The net-casting, ogre-faced spider (Deinopis spinosa) has a unique hunting strategy, as study coauthor Cornell University postdoctoral researcher Jay Stafstrom explained in a video.

They hunt only at night using a special kind of web: an A-shaped frame made from non-sticky silk that supports a fuzzy rectangle that they hold with their front forelegs and use to trap prey.

They do this in two ways. In a maneuver called a "forward strike," they pounce down on prey moving beneath them on the ground. This is enabled by their large eyes — the biggest of any spider. These eyes give them 2,000 times the night vision that we have, Science explained.

But the spiders can also perform a move called the "backward strike," Stafstrom explained, in which they reach their legs behind them and catch insects flying through the air.

"So here comes a flying bug and somehow the spider gets information on the sound direction and its distance. The spiders time the 200-millisecond leap if the fly is within its capture zone – much like an over-the-shoulder catch. The spider gets its prey. They're accurate," coauthor Ronald Hoy, the D & D Joslovitz Merksamer Professor in the Department of Neurobiology and Behavior in the College of Arts and Sciences, told the Cornell Chronicle.

What the researchers wanted to understand was how the spiders could tell what was moving behind them when they have no ears.

It isn't a question of peripheral vision. In a 2016 study, the same team blindfolded the spiders and sent them out to hunt, Science explained. This prevented the spiders from making their forward strikes, but they were still able to catch prey using the backwards strike. The researchers thought the spiders were "hearing" their prey with the sensors on the tips of their legs. All spiders have these sensors, but scientists had previously thought they were only able to detect vibrations through surfaces, not sounds in the air.

To test how well the ogre-faced spiders could actually hear, the researchers conducted a two-part experiment.

First, they inserted electrodes into removed spider legs and into the brains of intact spiders. They put the spiders and the legs into a vibration-proof booth and played sounds from two meters (approximately 6.5 feet) away.

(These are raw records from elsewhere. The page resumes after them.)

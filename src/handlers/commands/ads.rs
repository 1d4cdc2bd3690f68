//! Advertisement list

use teloxide::{Bot, types::Message, prelude::*};
use tracing::{debug, warn};
use crate::utils::errors::Result;
use crate::services::{AdPayload, ServiceFactory};
use crate::i18n::I18n;
use crate::handlers::keyboards;
use crate::utils::helpers::{format_timestamp, truncate_text};
use super::operator_language;

/// Handle /ads - preview every advertisement the way groups will see it,
/// followed by its Select/Delete buttons
pub async fn handle_list(bot: Bot, msg: Message, services: ServiceFactory, i18n: I18n) -> Result<()> {
    let lang = operator_language(&msg, &i18n);
    let chat_id = msg.chat.id;

    let advertisements = services.advertisements.list().await?;
    debug!(chat_id = ?chat_id, count = advertisements.len(), "Listing advertisements");

    if advertisements.is_empty() {
        bot.send_message(chat_id, i18n.t("ads.empty", &lang, None)).await?;
        return Ok(());
    }

    bot.send_message(chat_id, i18n.t_with("ads.listed", &lang, "count", advertisements.len()))
        .await?;

    for advertisement in &advertisements {
        let payload = AdPayload::load(services.store.as_ref(), &services.images, advertisement).await?;
        if let Err(unreachable) = payload.deliver(services.delivery.as_ref(), chat_id).await {
            warn!(advertisement_id = advertisement.id, reason = %unreachable.reason, "Preview failed");
        }

        let mut label = format!("#{} {}", advertisement.id, format_timestamp(advertisement.created_at));
        if advertisement.active {
            label.push_str(&format!(" ({})", i18n.t("ads.active_marker", &lang, None)));
        }
        label.push('\n');
        label.push_str(&truncate_text(&advertisement.body, 60));

        bot.send_message(chat_id, label)
            .reply_markup(keyboards::advertisement_actions(&i18n, &lang, advertisement.id))
            .await?;
    }

    Ok(())
}
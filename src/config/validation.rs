//! Configuration validation module
//!
//! This module provides validation functions for application configuration
//! to ensure all required settings are properly configured.

use crate::utils::errors::{AdRelayError, Result};
use super::Settings;

/// Validate all configuration settings
pub fn validate_settings(settings: &Settings) -> Result<()> {
    validate_bot_config(&settings.bot)?;
    validate_database_config(&settings.database)?;
    validate_redis_config(&settings.redis)?;
    validate_broadcast_config(&settings.broadcast)?;
    validate_storage_config(&settings.storage)?;
    validate_i18n_config(&settings.i18n)?;
    validate_logging_config(&settings.logging)?;

    Ok(())
}

/// Validate bot configuration
fn validate_bot_config(config: &super::BotConfig) -> Result<()> {
    if config.token.is_empty() {
        return Err(AdRelayError::Config(
            "Bot token is required".to_string()
        ));
    }

    Ok(())
}

/// Validate database configuration
fn validate_database_config(config: &super::DatabaseConfig) -> Result<()> {
    if config.url.is_empty() {
        return Err(AdRelayError::Config(
            "Database URL is required".to_string()
        ));
    }

    if config.max_connections == 0 {
        return Err(AdRelayError::Config(
            "Max connections must be greater than 0".to_string()
        ));
    }

    if config.min_connections > config.max_connections {
        return Err(AdRelayError::Config(
            "Min connections cannot be greater than max connections".to_string()
        ));
    }

    Ok(())
}

/// Validate Redis configuration
fn validate_redis_config(config: &super::RedisConfig) -> Result<()> {
    if config.url.is_empty() {
        return Err(AdRelayError::Config(
            "Redis URL is required".to_string()
        ));
    }

    if config.ttl_seconds == 0 {
        return Err(AdRelayError::Config(
            "Session TTL must be greater than 0".to_string()
        ));
    }

    Ok(())
}

/// Validate broadcast timing
fn validate_broadcast_config(config: &super::BroadcastConfig) -> Result<()> {
    if config.interval_seconds == 0 {
        return Err(AdRelayError::Config(
            "Broadcast interval must be greater than 0".to_string()
        ));
    }

    if config.group_delay_ms >= config.interval_seconds.saturating_mul(1000) {
        return Err(AdRelayError::Config(
            "Group delay must be shorter than the broadcast interval".to_string()
        ));
    }

    Ok(())
}

fn validate_storage_config(config: &super::StorageConfig) -> Result<()> {
    if config.image_dir.trim().is_empty() {
        return Err(AdRelayError::Config(
            "Image directory is required".to_string()
        ));
    }

    Ok(())
}

/// Validate internationalization configuration
fn validate_i18n_config(config: &super::I18nConfig) -> Result<()> {
    if config.default_language.is_empty() {
        return Err(AdRelayError::Config(
            "Default language is required".to_string()
        ));
    }

    if config.supported_languages.is_empty() {
        return Err(AdRelayError::Config(
            "At least one supported language is required".to_string()
        ));
    }

    if !config.supported_languages.contains(&config.default_language) {
        return Err(AdRelayError::Config(
            "Default language must be in supported languages list".to_string()
        ));
    }

    Ok(())
}

/// Validate logging configuration
fn validate_logging_config(config: &super::LoggingConfig) -> Result<()> {
    if config.level.is_empty() {
        return Err(AdRelayError::Config(
            "Log level is required".to_string()
        ));
    }

    let valid_levels = ["trace", "debug", "info", "warn", "error"];
    if !valid_levels.contains(&config.level.as_str()) {
        return Err(AdRelayError::Config(
            format!("Invalid log level: {}. Valid levels: {:?}", config.level, valid_levels)
        ));
    }

    Ok(())
}

#[cfg(test)]
mod tests {
    use super::*;
    use assert_matches::assert_matches;

    fn valid_settings() -> Settings {
        let mut settings = Settings::default();
        settings.bot.token = "12345:test_token".to_string();
        settings
    }

    #[test]
    fn test_valid_settings_pass() {
        assert!(validate_settings(&valid_settings()).is_ok());
    }

    #[test]
    fn test_missing_token_rejected() {
        let settings = Settings::default();
        assert_matches!(validate_settings(&settings), Err(AdRelayError::Config(msg)) if msg.contains("token"));
    }

    #[test]
    fn test_zero_interval_rejected() {
        let mut settings = valid_settings();
        settings.broadcast.interval_seconds = 0;
        assert!(validate_settings(&settings).is_err());
    }

    #[test]
    fn test_group_delay_longer_than_interval_rejected() {
        let mut settings = valid_settings();
        settings.broadcast.interval_seconds = 1;
        settings.broadcast.group_delay_ms = 1500;
        assert!(validate_settings(&settings).is_err());
    }

    #[test]
    fn test_default_language_must_be_supported() {
        let mut settings = valid_settings();
        settings.i18n.default_language = "fr".to_string();
        assert!(validate_settings(&settings).is_err());
    }

    #[test]
    fn test_invalid_log_level_rejected() {
        let mut settings = valid_settings();
        settings.logging.level = "loud".to_string();
        assert!(validate_settings(&settings).is_err());
    }
}
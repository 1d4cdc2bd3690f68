//! Translation loader and i18n management
//!
//! Translations are JSON files named `<lang>.json` in the configured
//! directory. Keys are nested objects addressed with dots, e.g.
//! `wizard.saved`. Placeholders look like `{name}`.

use std::collections::HashMap;
use std::path::{Path, PathBuf};
use serde_json::{Value, Map};
use tokio::fs;
use tracing::{info, warn, error, debug};
use crate::utils::errors::{AdRelayError, Result};
use crate::config::I18nConfig;

/// Main internationalization manager
#[derive(Debug, Clone)]
pub struct I18n {
    /// Loaded translations by language code
    translations: HashMap<String, Map<String, Value>>,
    default_language: String,
    supported_languages: Vec<String>,
    translations_dir: PathBuf,
}

/// Translation parameters for message formatting
pub type TranslationParams = HashMap<String, String>;

impl I18n {
    pub fn new(config: &I18nConfig) -> Self {
        Self {
            translations: HashMap::new(),
            default_language: config.default_language.clone(),
            supported_languages: config.supported_languages.clone(),
            translations_dir: PathBuf::from(&config.translations_dir),
        }
    }

    /// Load all translation files from the translations directory.
    /// Only a missing or broken default language is fatal.
    pub async fn load_translations(&mut self) -> Result<()> {
        let supported_languages = self.supported_languages.clone();
        for lang_code in &supported_languages {
            let file_path = self.translations_dir.join(format!("{}.json", lang_code));

            match self.load_language_file(&file_path, lang_code).await {
                Ok(key_count) => info!(language = %lang_code, keys = key_count, "Loaded translations"),
                Err(e) if lang_code == &self.default_language => {
                    error!(language = %lang_code, error = %e, "Failed to load default language");
                    return Err(AdRelayError::Config(format!(
                        "Failed to load default language translations from {}: {}",
                        file_path.display(),
                        e
                    )));
                }
                Err(e) => warn!(language = %lang_code, error = %e, "Skipping translations"),
            }
        }

        Ok(())
    }

    async fn load_language_file(&mut self, file_path: &Path, lang_code: &str) -> Result<usize> {
        let content = fs::read_to_string(file_path).await?;
        let translations: Value = serde_json::from_str(&content)?;
        self.insert_translations(lang_code, translations)
    }

    /// Register translations for a language from a JSON object
    pub fn insert_translations(&mut self, lang_code: &str, translations: Value) -> Result<usize> {
        let Value::Object(map) = translations else {
            return Err(AdRelayError::Config(format!(
                "Invalid translation file format for {}",
                lang_code
            )));
        };

        let key_count = count_keys(&map);
        debug!("Loaded {} translation keys for {}", key_count, lang_code);
        self.translations.insert(lang_code.to_string(), map);
        Ok(key_count)
    }

    /// Get a translated message, falling back to the default language and
    /// then to the key itself
    pub fn t(&self, key: &str, lang: &str, params: Option<&TranslationParams>) -> String {
        let effective_lang = self.get_effective_language(lang);

        let text = self
            .get_translation_text(key, effective_lang)
            .or_else(|| self.get_translation_text(key, &self.default_language));

        match text {
            Some(text) => format_message(text, params),
            None => {
                warn!("Translation key '{}' not found in any language", key);
                key.to_string()
            }
        }
    }

    /// Shorthand for a single `{name}` parameter
    pub fn t_with(&self, key: &str, lang: &str, name: &str, value: impl ToString) -> String {
        let mut params = TranslationParams::new();
        params.insert(name.to_string(), value.to_string());
        self.t(key, lang, Some(&params))
    }

    pub fn is_language_supported(&self, lang: &str) -> bool {
        self.supported_languages.iter().any(|l| l == lang)
    }

    fn get_effective_language<'a>(&'a self, lang: &'a str) -> &'a str {
        if self.is_language_supported(lang) && self.translations.contains_key(lang) {
            lang
        } else {
            &self.default_language
        }
    }

    fn get_translation_text(&self, key: &str, lang: &str) -> Option<&str> {
        let mut current = self.translations.get(lang)?;
        let mut parts = key.split('.').peekable();

        while let Some(part) = parts.next() {
            let value = current.get(part)?;
            if parts.peek().is_none() {
                return value.as_str();
            }
            current = value.as_object()?;
        }

        None
    }

    /// Find which button a reply-keyboard label belongs to, in any loaded
    /// language. Returns the key under `buttons`.
    pub fn match_button(&self, text: &str) -> Option<String> {
        let text = text.trim();
        self.translations.values().find_map(|translations| {
            translations
                .get("buttons")?
                .as_object()?
                .iter()
                .find(|(_, label)| label.as_str() == Some(text))
                .map(|(key, _)| key.clone())
        })
    }

    pub fn supported_languages(&self) -> &[String] {
        &self.supported_languages
    }

    pub fn default_language(&self) -> &str {
        &self.default_language
    }

    /// Detect user language from Telegram language code
    pub fn detect_user_language(&self, telegram_lang: Option<&str>) -> String {
        if let Some(lang) = telegram_lang {
            // "en-US" -> "en"
            let lang_code = lang.split('-').next().unwrap_or(lang);

            if self.is_language_supported(lang_code) {
                return lang_code.to_string();
            }
        }

        self.default_language.clone()
    }
}

fn format_message(template: &str, params: Option<&TranslationParams>) -> String {
    let mut result = template.to_string();
    if let Some(params) = params {
        for (key, value) in params {
            result = result.replace(&format!("{{{}}}", key), value);
        }
    }
    result
}

fn count_keys(obj: &Map<String, Value>) -> usize {
    obj.values()
        .map(|value| match value {
            Value::Object(nested) => count_keys(nested),
            _ => 1,
        })
        .sum()
}

#[cfg(test)]
mod tests {
    use super::*;
    use serde_json::json;

    fn create_test_i18n() -> I18n {
        let config = I18nConfig {
            default_language: "uz".to_string(),
            supported_languages: vec!["uz".to_string(), "en".to_string()],
            translations_dir: "translations".to_string(),
        };
        let mut i18n = I18n::new(&config);
        i18n.insert_translations("uz", json!({
            "buttons": { "ads": "Reklamalar", "save": "Saqlash" },
            "wizard": { "saved": "Saqlandi: {id}" },
            "only_uz": "faqat"
        })).unwrap();
        i18n.insert_translations("en", json!({
            "buttons": { "ads": "Advertisements", "save": "Save" },
            "wizard": { "saved": "Saved: {id}" }
        })).unwrap();
        i18n
    }

    #[test]
    fn test_nested_lookup_and_formatting() {
        let i18n = create_test_i18n();
        assert_eq!(i18n.t_with("wizard.saved", "en", "id", 7), "Saved: 7");
        assert_eq!(i18n.t_with("wizard.saved", "uz", "id", 7), "Saqlandi: 7");
    }

    #[test]
    fn test_fallbacks() {
        let i18n = create_test_i18n();
        assert_eq!(i18n.t("only_uz", "en", None), "faqat");
        assert_eq!(i18n.t("buttons.ads", "fr", None), "Reklamalar");
        assert_eq!(i18n.t("missing.key", "en", None), "missing.key");
        assert_eq!(i18n.t("wizard", "en", None), "wizard");
    }

    #[test]
    fn test_match_button_in_any_language() {
        let i18n = create_test_i18n();
        assert_eq!(i18n.match_button("Save").as_deref(), Some("save"));
        assert_eq!(i18n.match_button(" Saqlash ").as_deref(), Some("save"));
        assert_eq!(i18n.match_button("Reklamalar").as_deref(), Some("ads"));
        assert_eq!(i18n.match_button("hello"), None);
    }

    #[test]
    fn test_language_detection() {
        let i18n = create_test_i18n();
        assert_eq!(i18n.detect_user_language(Some("en-US")), "en");
        assert_eq!(i18n.detect_user_language(Some("uz")), "uz");
        assert_eq!(i18n.detect_user_language(Some("fr")), "uz");
        assert_eq!(i18n.detect_user_language(None), "uz");
    }

    #[test]
    fn test_rejects_non_object_translations() {
        let mut i18n = create_test_i18n();
        assert!(i18n.insert_translations("en", json!(["not", "an", "object"])).is_err());
    }

    #[tokio::test]
    async fn test_bundled_translations_cover_the_same_keys() {
        let config = I18nConfig {
            default_language: "uz".to_string(),
            supported_languages: vec!["uz".to_string(), "en".to_string()],
            translations_dir: concat!(env!("CARGO_MANIFEST_DIR"), "/translations").to_string(),
        };
        let mut i18n = I18n::new(&config);
        i18n.load_translations().await.unwrap();

        let uz = count_keys(&i18n.translations["uz"]);
        let en = count_keys(&i18n.translations["en"]);
        assert!(uz > 0);
        assert_eq!(uz, en);
    }
}
//! Saving wizard drafts

mod helpers;

use std::sync::atomic::Ordering;
use std::sync::Arc;
use assert_matches::assert_matches;
use helpers::*;
use AdRelay::database::{MemoryStore, RecordStore};
use AdRelay::services::{AdComposer, AdPayload, ImageStorage};
use AdRelay::state::{AdDraft, ConversationContext, WizardStep};
use AdRelay::utils::errors::AdRelayError;

const OPERATOR: i64 = 10;

fn draft(body: &str, photos: &[&str], contact: Option<&str>) -> AdDraft {
    AdDraft {
        body: Some(body.to_string()),
        photo_file_ids: photos.iter().map(|p| p.to_string()).collect(),
        contact: contact.map(str::to_string),
    }
}

async fn files_in(dir: &std::path::Path) -> Vec<String> {
    let mut names = Vec::new();
    let Ok(mut entries) = tokio::fs::read_dir(dir).await else {
        return names;
    };
    while let Some(entry) = entries.next_entry().await.unwrap() {
        names.push(entry.file_name().to_string_lossy().into_owned());
    }
    names.sort();
    names
}

#[tokio::test]
async fn test_save_text_only_draft() {
    let dir = tempfile::tempdir().unwrap();
    let store = Arc::new(MemoryStore::new());
    let composer = AdComposer::new(store.clone(), ImageStorage::new(dir.path()), FakePhotos::new());

    let (ad, images) = composer.save(draft("  Sale!  ", &[], Some("+123")), OPERATOR).await.unwrap();

    assert_eq!(images, 0);
    assert_eq!(ad.body, "Sale!");
    assert_eq!(ad.contact.as_deref(), Some("+123"));
    assert!(!ad.active);
    assert!(store.list_images(ad.id).await.unwrap().is_empty());
}

#[tokio::test]
async fn test_save_keeps_photo_order() {
    let dir = tempfile::tempdir().unwrap();
    let store = Arc::new(MemoryStore::new());
    let photos = FakePhotos::new();
    let composer = AdComposer::new(store.clone(), ImageStorage::new(dir.path()), photos.clone());

    let (ad, count) = composer
        .save(draft("Album", &["third", "first", "second"], None), OPERATOR)
        .await
        .unwrap();

    assert_eq!(count, 3);
    assert_eq!(photos.downloads.load(Ordering::SeqCst), 3);
    let stored: Vec<String> = store
        .list_images(ad.id)
        .await
        .unwrap()
        .into_iter()
        .map(|image| image.file_path)
        .collect();
    assert_eq!(stored, vec!["third.jpg", "first.jpg", "second.jpg"]);
    assert_eq!(files_in(dir.path()).await, vec!["first.jpg", "second.jpg", "third.jpg"]);
}

#[tokio::test]
async fn test_blank_contact_is_dropped() {
    let dir = tempfile::tempdir().unwrap();
    let store = Arc::new(MemoryStore::new());
    let composer = AdComposer::new(store, ImageStorage::new(dir.path()), FakePhotos::new());

    let (ad, _) = composer.save(draft("Body", &[], Some("   ")), OPERATOR).await.unwrap();
    assert_eq!(ad.contact, None);
    assert_eq!(ad.caption(), "Body");
}

#[tokio::test]
async fn test_invalid_drafts_are_rejected_before_download() {
    let dir = tempfile::tempdir().unwrap();
    let store = Arc::new(MemoryStore::new());
    let photos = FakePhotos::new();
    let composer = AdComposer::new(store.clone(), ImageStorage::new(dir.path()), photos.clone());

    assert_matches!(
        composer.save(AdDraft::default(), OPERATOR).await,
        Err(AdRelayError::InvalidInput(_))
    );
    let long_caption = "x".repeat(1100);
    assert_matches!(
        composer.save(draft(&long_caption, &["p"], None), OPERATOR).await,
        Err(AdRelayError::InvalidInput(_))
    );

    assert_eq!(photos.downloads.load(Ordering::SeqCst), 0);
    assert!(store.list_advertisements().await.unwrap().is_empty());
}

#[tokio::test]
async fn test_failed_download_leaves_nothing_behind() {
    let dir = tempfile::tempdir().unwrap();
    let store = Arc::new(MemoryStore::new());
    let composer = AdComposer::new(store.clone(), ImageStorage::new(dir.path()), FakePhotos::failing_on("broken"));

    let result = composer.save(draft("Body", &["ok", "broken"], None), OPERATOR).await;

    assert!(result.is_err());
    assert!(files_in(dir.path()).await.is_empty());
    assert!(store.list_advertisements().await.unwrap().is_empty());
}

#[tokio::test]
async fn test_store_failure_removes_downloaded_files() {
    let dir = tempfile::tempdir().unwrap();
    let store = Arc::new(FlakyStore::new());
    store.fail_create(1);
    let composer = AdComposer::new(store.clone(), ImageStorage::new(dir.path()), FakePhotos::new());

    let result = composer.save(draft("Body", &["a", "b"], None), OPERATOR).await;

    assert_matches!(result, Err(AdRelayError::StoreUnavailable(_)));
    assert!(files_in(dir.path()).await.is_empty());
    assert!(store.list_advertisements().await.unwrap().is_empty());

    // The same draft saves once the store is back
    let (ad, count) = composer.save(draft("Body", &["a", "b"], None), OPERATOR).await.unwrap();
    assert_eq!(count, 2);
    assert_eq!(store.list_images(ad.id).await.unwrap().len(), 2);
}

#[tokio::test]
async fn test_failed_save_keeps_photos_of_existing_advertisements() {
    let dir = tempfile::tempdir().unwrap();
    let store = Arc::new(MemoryStore::new());
    let images = ImageStorage::new(dir.path());
    let composer = AdComposer::new(store.clone(), images.clone(), FakePhotos::new());
    let (original, _) = composer.save(draft("Original", &["shared"], None), OPERATOR).await.unwrap();

    let photos = FakePhotos::failing_on("broken");
    let reusing = AdComposer::new(store.clone(), images.clone(), photos.clone());
    let result = reusing.save(draft("Reuse", &["shared", "fresh", "broken"], None), OPERATOR).await;

    assert!(result.is_err());
    assert_eq!(photos.downloads.load(Ordering::SeqCst), 1);
    assert_eq!(files_in(dir.path()).await, vec!["shared.jpg"]);
    assert_eq!(store.list_advertisements().await.unwrap().len(), 1);

    let payload = AdPayload::load(store.as_ref(), &images, &original).await.unwrap();
    assert_eq!(payload.kind(), "photo");
}

#[tokio::test]
async fn test_wizard_album_collected_across_messages() {
    let dir = tempfile::tempdir().unwrap();
    let store = Arc::new(MemoryStore::new());
    let composer = AdComposer::new(store.clone(), ImageStorage::new(dir.path()), FakePhotos::new());

    let mut context = ConversationContext::new(OPERATOR);
    context.begin_composition();
    context.await_input(WizardStep::AwaitingImage).unwrap();
    for file_id in ["p1", "p2", "p3"] {
        context.accept_photo(file_id).unwrap();
    }
    context.await_input(WizardStep::AwaitingBody).unwrap();
    context.accept_text("Three photos").unwrap();
    context.await_input(WizardStep::AwaitingContact).unwrap();
    context.accept_text("@seller").unwrap();

    let (ad, count) = composer.save(context.finish(), OPERATOR).await.unwrap();

    assert_eq!(count, 3);
    assert_eq!(ad.caption(), "Three photos\nContact: @seller");
    assert!(!context.is_composing());
}
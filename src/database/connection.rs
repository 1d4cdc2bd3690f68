//! Database connection management

use sqlx::{Pool, Postgres};
use std::time::Duration;
use crate::utils::errors::AdRelayError;

pub type DatabasePool = Pool<Postgres>;

#[derive(Debug, Clone)]
pub struct PoolConfig {
    pub url: String,
    pub max_connections: u32,
    pub min_connections: u32,
    pub acquire_timeout: Duration,
    pub idle_timeout: Option<Duration>,
    pub max_lifetime: Option<Duration>,
}

impl PoolConfig {
    /// Pool settings for the configured database, with the default timeouts
    pub fn from_settings(config: &crate::config::DatabaseConfig) -> Self {
        Self {
            url: config.url.clone(),
            max_connections: config.max_connections,
            min_connections: config.min_connections,
            ..Self::default()
        }
    }
}

impl Default for PoolConfig {
    fn default() -> Self {
        Self {
            url: "postgresql://localhost/adrelay".to_string(),
            max_connections: 10,
            min_connections: 1,
            acquire_timeout: Duration::from_secs(30),
            idle_timeout: Some(Duration::from_secs(600)),
            max_lifetime: Some(Duration::from_secs(1800)),
        }
    }
}

/// Create a new database connection pool
pub async fn create_pool(config: &PoolConfig) -> Result<DatabasePool, AdRelayError> {
    let pool = sqlx::postgres::PgPoolOptions::new()
        .max_connections(config.max_connections)
        .min_connections(config.min_connections)
        .acquire_timeout(config.acquire_timeout)
        .idle_timeout(config.idle_timeout)
        .max_lifetime(config.max_lifetime)
        .connect(&config.url)
        .await?;

    health_check(&pool).await?;

    tracing::info!("Database connection pool created successfully");
    Ok(pool)
}

/// Run database migrations
pub async fn run_migrations(pool: &DatabasePool) -> Result<(), AdRelayError> {
    tracing::info!("Running database migrations...");

    sqlx::migrate!("./migrations")
        .run(pool)
        .await?;

    tracing::info!("Database migrations completed successfully");
    Ok(())
}

/// Check database health
pub async fn health_check(pool: &DatabasePool) -> Result<(), AdRelayError> {
    sqlx::query("SELECT 1")
        .execute(pool)
        .await?;

    Ok(())
}
//! Broadcast control commands

use teloxide::{Bot, types::Message, prelude::*};
use crate::utils::errors::Result;
use crate::services::{EngineState, ServiceFactory, StartOutcome, StopOutcome};
use crate::i18n::I18n;
use crate::utils::logging;
use super::{operator_id, operator_language};

/// Handle /broadcast
pub async fn handle_start_broadcast(bot: Bot, msg: Message, services: ServiceFactory, i18n: I18n) -> Result<()> {
    let lang = operator_language(&msg, &i18n);

    let key = match services.engine.start().await? {
        StartOutcome::Started { has_active: true } => "broadcast.started",
        StartOutcome::Started { has_active: false } => "broadcast.started_no_active",
        StartOutcome::AlreadyRunning => "broadcast.already_running",
        StartOutcome::Stopping => "broadcast.stopping",
    };
    logging::log_operator_action(operator_id(&msg)?, "broadcast_start", Some(key));

    bot.send_message(msg.chat.id, i18n.t(key, &lang, None)).await?;
    Ok(())
}

/// Handle /stop
pub async fn handle_stop_broadcast(bot: Bot, msg: Message, services: ServiceFactory, i18n: I18n) -> Result<()> {
    let lang = operator_language(&msg, &i18n);

    let key = match services.engine.stop().await {
        StopOutcome::Stopped => "broadcast.stopped",
        StopOutcome::NotRunning => "broadcast.not_running",
    };
    logging::log_operator_action(operator_id(&msg)?, "broadcast_stop", Some(key));

    bot.send_message(msg.chat.id, i18n.t(key, &lang, None)).await?;
    Ok(())
}

/// Handle /status
pub async fn handle_status(bot: Bot, msg: Message, services: ServiceFactory, i18n: I18n) -> Result<()> {
    let lang = operator_language(&msg, &i18n);

    let state = match services.engine.state().await {
        EngineState::Running => i18n.t("broadcast.status_running", &lang, None),
        EngineState::Stopping => i18n.t("broadcast.status_stopping", &lang, None),
        EngineState::Idle => i18n.t("broadcast.status_idle", &lang, None),
    };
    let active = match services.tracker.get_active().await? {
        Some(advertisement) => i18n.t_with("broadcast.active", &lang, "id", advertisement.id),
        None => i18n.t("broadcast.no_active", &lang, None),
    };
    let groups = services.store.list_groups().await?.len();
    let groups = i18n.t_with("broadcast.groups", &lang, "count", groups);

    bot.send_message(msg.chat.id, format!("{}\n{}\n{}", state, active, groups)).await?;
    Ok(())
}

The spiders and the legs responded to sounds from 100 hertz to 10,000 hertz.

Next, they played the five sounds that had triggered the biggest response to 25 spiders in the wild and 51 spiders in the lab. More than half the spiders did the "backward strike" move when they heard sounds that have a lower frequency similar to insect wing beats. When the higher frequency sounds were played, the spiders did not move. This suggests the higher frequencies may mimic the sounds of predators like birds.

University of Cincinnati spider behavioral ecologist George Uetz told Science that the results were a "surprise" that indicated science has much to learn about spiders as a whole. Because all spiders have these receptors on their legs, it is possible that all spiders can hear. This theory was first put forward by Walcott 60 years ago, but was dismissed at the time, according to the Cornell Chronicle. But studies of other spiders have turned up further evidence since. A 2016 study found that a kind of jumping spider can pick up sonic vibrations in the air.

"We don't know diddly about spiders," Uetz told Science. "They are much more complex than people ever thought they were."

Learning more provides scientists with an opportunity to study their sensory abilities in order to improve technology like bio-sensors, directional microphones and visual processing algorithms, Stafstrom told CNN.

Hoy agreed.

"The point is any understudied, underappreciated group has fascinating lives, even a yucky spider, and we can learn something from it," he told CNN.